Alpha Score of 49 reflects weak overall profile with moderate momentum, poor value, strong quality, moderate sentiment.
Apple reported June-quarter revenue of $85.8 billion, up 5% from a year earlier, with earnings per share of $1.40. The headline number landed inside the company's own guidance range of $84.3 billion to $86.3 billion. The stock slipped 1.5% in after-hours trading as investors parsed the details.
The Services segment delivered $24.2 billion in revenue, a record for the June quarter and up 14% year over year. Services gross margin came in at 74%, up from 70.5% in the same period last year. That margin expansion is the number that changes the investment case. Apple has been pushing higher-margin subscription revenue for years. The pace of improvement accelerated this quarter. The App Store, Apple Music, iCloud, and the AppleCare warranty business all contributed, CFO Luca Maestri said on the call.
Hardware revenue was $61.6 billion, up 2% from a year ago. iPhone sales of $39.3 billion were roughly flat, better than the 2% decline some analysts had modeled. Mac revenue of $7.0 billion and iPad revenue of $7.2 billion both beat the company's own subdued expectations. Wearables, home, and accessories revenue of $8.1 billion fell 2%, a weaker result Maestri attributed to "uneven demand" in the category.
The product mix shift toward Services is the structural story. Apple now generates 28% of its revenue from Services, up from 26% a year ago. At a 74% margin versus hardware's roughly 36% margin, every percentage point of revenue mix that moves to Services adds about 38 basis points to Apple's consolidated gross margin. That math is why the stock trades at 31 times forward earnings despite single-digit revenue growth.
China revenue of $14.7 billion was down 1% from a year earlier, a smaller decline than the 3% drop some analysts had expected. Maestri said iPhone sales in China grew on a constant-currency basis, suggesting the competitive pressure from Huawei and local Android brands may be easing. Greater China still accounts for 17% of Apple's total revenue.
The company declared a quarterly dividend of $0.25 per share, up from $0.24 a year ago. Apple spent $26 billion on share repurchases and dividends during the quarter, continuing its pattern of returning most free cash flow to shareholders. Free cash flow for the quarter was $24.5 billion.
For the September quarter, Apple guided revenue to grow at a similar rate to the June quarter, which implies roughly $89 billion to $91 billion. Maestri said foreign exchange would be a 1.5 percentage point headwind. The September quarter includes the first full month of iPhone 16 sales, which will be the real test of demand. Apple typically launches new iPhones in September.

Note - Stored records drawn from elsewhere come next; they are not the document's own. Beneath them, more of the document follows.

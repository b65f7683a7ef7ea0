//! Console helpers for the interactive end of the program.

use std::io::{self, BufRead, Write};

pub const EXIT_PROMPT: &str = "Press <ESC> to exit!";

const ESCAPE: char = '\u{1b}';

/// Blocks until an Escape character is read from `input` or input ends,
/// printing the exit prompt before every read
///
/// Terminals in line mode deliver Escape once Enter is pressed, so any line
/// containing it ends the wait.
pub fn wait_for_escape<R, W>(mut input: R, mut output: W) -> io::Result<()>
where
	R: BufRead,
	W: Write,
{
	let mut line = String::new();
	loop {
		writeln!(output, "{}", EXIT_PROMPT)?;
		output.flush()?;
		line.clear();
		if input.read_line(&mut line)? == 0 || line.contains(ESCAPE) {
			return Ok(());
		}
	}
}

#[cfg(test)]
mod tests {
	use super::*;
	use std::io::Cursor;

	#[test]
	fn test_stops_on_escape_after_reprompting() {
		let input = Cursor::new("hello\n\n\u{1b}\nignored\n");
		let mut output = Vec::new();
		wait_for_escape(input, &mut output).unwrap();

		let text = String::from_utf8(output).unwrap();
		assert_eq!(text.matches(EXIT_PROMPT).count(), 3);
	}

	#[test]
	fn test_stops_at_end_of_input() {
		let mut output = Vec::new();
		wait_for_escape(Cursor::new(""), &mut output).unwrap();
		assert_eq!(String::from_utf8(output).unwrap(), format!("{}\n", EXIT_PROMPT));
	}
}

The Services margin story is durable. Apple has 1.0 billion paid subscriptions across its platform, up from 975 million a year ago. Each new subscription adds high-margin revenue with little incremental cost. The question for the stock is whether hardware revenue can hold flat while Services grows. A hardware downturn would pull Services growth down with it. That tension is the reason Apple trades at a discount to high-growth software companies despite having similar margins on its Services business.